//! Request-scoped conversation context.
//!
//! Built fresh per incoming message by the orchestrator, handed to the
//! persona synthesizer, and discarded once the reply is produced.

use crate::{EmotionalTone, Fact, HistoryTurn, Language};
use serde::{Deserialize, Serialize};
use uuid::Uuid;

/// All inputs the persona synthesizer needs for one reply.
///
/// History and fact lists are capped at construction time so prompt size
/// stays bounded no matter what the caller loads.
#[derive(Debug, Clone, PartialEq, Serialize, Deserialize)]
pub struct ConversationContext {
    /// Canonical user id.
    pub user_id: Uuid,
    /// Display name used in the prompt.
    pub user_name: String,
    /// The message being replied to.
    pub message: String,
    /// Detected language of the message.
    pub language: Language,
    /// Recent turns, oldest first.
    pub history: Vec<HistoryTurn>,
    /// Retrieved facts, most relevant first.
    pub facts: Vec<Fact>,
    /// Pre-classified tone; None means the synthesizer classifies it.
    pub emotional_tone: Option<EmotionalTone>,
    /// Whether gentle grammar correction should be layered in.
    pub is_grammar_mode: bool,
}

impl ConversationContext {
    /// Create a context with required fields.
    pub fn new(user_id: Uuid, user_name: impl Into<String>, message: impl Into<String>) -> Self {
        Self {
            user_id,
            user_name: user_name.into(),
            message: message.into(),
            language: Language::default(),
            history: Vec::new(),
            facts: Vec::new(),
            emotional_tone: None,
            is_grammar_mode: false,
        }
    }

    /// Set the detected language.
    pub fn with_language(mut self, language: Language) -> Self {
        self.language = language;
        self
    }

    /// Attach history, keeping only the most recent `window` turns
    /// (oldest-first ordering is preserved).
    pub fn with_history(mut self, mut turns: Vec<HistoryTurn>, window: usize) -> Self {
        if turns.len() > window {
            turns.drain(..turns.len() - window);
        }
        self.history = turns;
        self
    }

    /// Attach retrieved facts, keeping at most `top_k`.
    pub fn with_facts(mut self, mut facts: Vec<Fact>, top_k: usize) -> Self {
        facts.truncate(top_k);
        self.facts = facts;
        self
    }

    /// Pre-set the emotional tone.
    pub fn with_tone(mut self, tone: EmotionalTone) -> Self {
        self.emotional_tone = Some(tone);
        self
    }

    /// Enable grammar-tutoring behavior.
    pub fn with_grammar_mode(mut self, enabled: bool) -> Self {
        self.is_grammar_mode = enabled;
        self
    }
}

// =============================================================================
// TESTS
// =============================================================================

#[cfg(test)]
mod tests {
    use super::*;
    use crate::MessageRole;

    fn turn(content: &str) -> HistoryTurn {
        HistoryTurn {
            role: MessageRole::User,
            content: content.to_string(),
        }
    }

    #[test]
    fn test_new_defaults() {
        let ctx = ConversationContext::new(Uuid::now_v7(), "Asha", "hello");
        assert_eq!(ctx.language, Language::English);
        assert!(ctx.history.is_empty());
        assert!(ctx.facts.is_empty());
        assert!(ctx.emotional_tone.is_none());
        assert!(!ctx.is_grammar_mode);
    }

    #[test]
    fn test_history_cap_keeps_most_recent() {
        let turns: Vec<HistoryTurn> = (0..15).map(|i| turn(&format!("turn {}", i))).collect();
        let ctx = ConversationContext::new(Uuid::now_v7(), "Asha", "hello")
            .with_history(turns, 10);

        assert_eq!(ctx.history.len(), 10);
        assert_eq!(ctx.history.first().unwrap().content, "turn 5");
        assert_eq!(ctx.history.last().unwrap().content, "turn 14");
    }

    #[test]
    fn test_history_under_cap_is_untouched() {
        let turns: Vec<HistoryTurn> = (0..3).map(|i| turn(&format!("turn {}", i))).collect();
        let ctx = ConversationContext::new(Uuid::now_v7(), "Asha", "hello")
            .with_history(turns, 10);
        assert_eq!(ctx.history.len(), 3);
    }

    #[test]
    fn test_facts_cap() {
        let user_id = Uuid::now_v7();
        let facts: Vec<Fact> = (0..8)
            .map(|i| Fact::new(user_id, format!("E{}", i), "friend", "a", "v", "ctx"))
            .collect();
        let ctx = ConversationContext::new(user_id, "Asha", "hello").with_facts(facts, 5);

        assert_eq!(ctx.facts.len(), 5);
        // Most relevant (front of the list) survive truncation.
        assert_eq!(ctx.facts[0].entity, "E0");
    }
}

════

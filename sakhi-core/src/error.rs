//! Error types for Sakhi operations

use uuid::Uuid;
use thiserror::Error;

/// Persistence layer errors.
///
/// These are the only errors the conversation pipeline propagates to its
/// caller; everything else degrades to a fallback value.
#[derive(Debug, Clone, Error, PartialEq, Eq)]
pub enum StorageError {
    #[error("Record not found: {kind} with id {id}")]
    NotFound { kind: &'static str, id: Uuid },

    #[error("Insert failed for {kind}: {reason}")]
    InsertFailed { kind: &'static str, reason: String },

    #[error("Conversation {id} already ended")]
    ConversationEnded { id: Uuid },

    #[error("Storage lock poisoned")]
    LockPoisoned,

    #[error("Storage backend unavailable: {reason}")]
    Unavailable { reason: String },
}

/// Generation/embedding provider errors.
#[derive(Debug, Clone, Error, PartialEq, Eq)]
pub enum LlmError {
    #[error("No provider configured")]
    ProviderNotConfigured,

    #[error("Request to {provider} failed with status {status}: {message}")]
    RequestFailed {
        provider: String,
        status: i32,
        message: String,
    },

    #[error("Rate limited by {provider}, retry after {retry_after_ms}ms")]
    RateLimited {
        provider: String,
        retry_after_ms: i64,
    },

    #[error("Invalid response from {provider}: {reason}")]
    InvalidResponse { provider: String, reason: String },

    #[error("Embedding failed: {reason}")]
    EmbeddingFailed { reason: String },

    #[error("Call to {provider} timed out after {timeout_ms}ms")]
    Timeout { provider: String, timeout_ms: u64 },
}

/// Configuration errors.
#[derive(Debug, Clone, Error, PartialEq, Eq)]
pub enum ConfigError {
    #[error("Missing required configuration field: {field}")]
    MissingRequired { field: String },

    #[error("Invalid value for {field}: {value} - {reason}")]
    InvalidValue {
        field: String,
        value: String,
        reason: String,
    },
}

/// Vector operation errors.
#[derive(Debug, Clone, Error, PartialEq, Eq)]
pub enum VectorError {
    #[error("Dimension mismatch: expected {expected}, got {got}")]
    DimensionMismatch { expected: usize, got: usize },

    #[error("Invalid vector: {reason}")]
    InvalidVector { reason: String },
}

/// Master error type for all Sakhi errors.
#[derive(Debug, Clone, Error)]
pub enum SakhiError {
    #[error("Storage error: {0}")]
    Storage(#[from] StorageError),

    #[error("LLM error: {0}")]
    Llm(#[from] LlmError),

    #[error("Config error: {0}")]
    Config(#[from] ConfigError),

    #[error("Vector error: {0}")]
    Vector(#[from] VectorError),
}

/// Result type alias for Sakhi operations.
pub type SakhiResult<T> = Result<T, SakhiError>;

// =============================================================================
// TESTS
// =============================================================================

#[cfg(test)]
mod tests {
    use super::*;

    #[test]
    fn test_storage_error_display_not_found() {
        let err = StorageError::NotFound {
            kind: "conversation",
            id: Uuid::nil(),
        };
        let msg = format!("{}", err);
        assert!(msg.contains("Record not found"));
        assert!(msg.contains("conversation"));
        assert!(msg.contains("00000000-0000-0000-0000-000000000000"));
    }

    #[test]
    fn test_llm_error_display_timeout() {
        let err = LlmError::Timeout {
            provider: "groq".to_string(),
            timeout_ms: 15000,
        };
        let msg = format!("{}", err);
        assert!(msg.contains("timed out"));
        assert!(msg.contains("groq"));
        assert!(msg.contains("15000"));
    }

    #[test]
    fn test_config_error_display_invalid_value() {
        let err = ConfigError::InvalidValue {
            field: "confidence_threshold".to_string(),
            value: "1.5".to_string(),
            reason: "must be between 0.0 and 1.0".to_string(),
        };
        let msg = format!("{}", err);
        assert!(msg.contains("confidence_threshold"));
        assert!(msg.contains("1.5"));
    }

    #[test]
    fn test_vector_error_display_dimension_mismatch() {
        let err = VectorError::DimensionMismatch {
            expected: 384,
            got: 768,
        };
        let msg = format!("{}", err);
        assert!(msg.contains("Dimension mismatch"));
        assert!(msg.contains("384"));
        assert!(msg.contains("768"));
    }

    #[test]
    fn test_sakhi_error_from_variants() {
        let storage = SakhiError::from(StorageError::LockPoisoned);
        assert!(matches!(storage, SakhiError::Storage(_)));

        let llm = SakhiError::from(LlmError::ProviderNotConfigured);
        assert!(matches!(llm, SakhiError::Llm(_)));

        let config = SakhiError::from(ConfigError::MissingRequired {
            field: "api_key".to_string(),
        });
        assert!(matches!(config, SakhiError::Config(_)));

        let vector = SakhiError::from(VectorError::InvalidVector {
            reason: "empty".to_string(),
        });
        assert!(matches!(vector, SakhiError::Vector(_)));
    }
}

════

- _Requirement_:
Copy back the listing above exactly, but only from the line with "assert!(ctx.facts.is_empty());" through the line with "let user_id = Uuid::now_v7();", both ends included.

- _Task result_:
        assert!(ctx.facts.is_empty());
        assert!(ctx.emotional_tone.is_none());
        assert!(!ctx.is_grammar_mode);
    }

    #[test]
    fn test_history_cap_keeps_most_recent() {
        let turns: Vec<HistoryTurn> = (0..15).map(|i| turn(&format!("turn {}", i))).collect();
        let ctx = ConversationContext::new(Uuid::now_v7(), "Asha", "hello")
            .with_history(turns, 10);

        assert_eq!(ctx.history.len(), 10);
        assert_eq!(ctx.history.first().unwrap().content, "turn 5");
        assert_eq!(ctx.history.last().unwrap().content, "turn 14");
    }

    #[test]
    fn test_history_under_cap_is_untouched() {
        let turns: Vec<HistoryTurn> = (0..3).map(|i| turn(&format!("turn {}", i))).collect();
        let ctx = ConversationContext::new(Uuid::now_v7(), "Asha", "hello")
            .with_history(turns, 10);
        assert_eq!(ctx.history.len(), 3);
    }

    #[test]
    fn test_facts_cap() {
        let user_id = Uuid::now_v7();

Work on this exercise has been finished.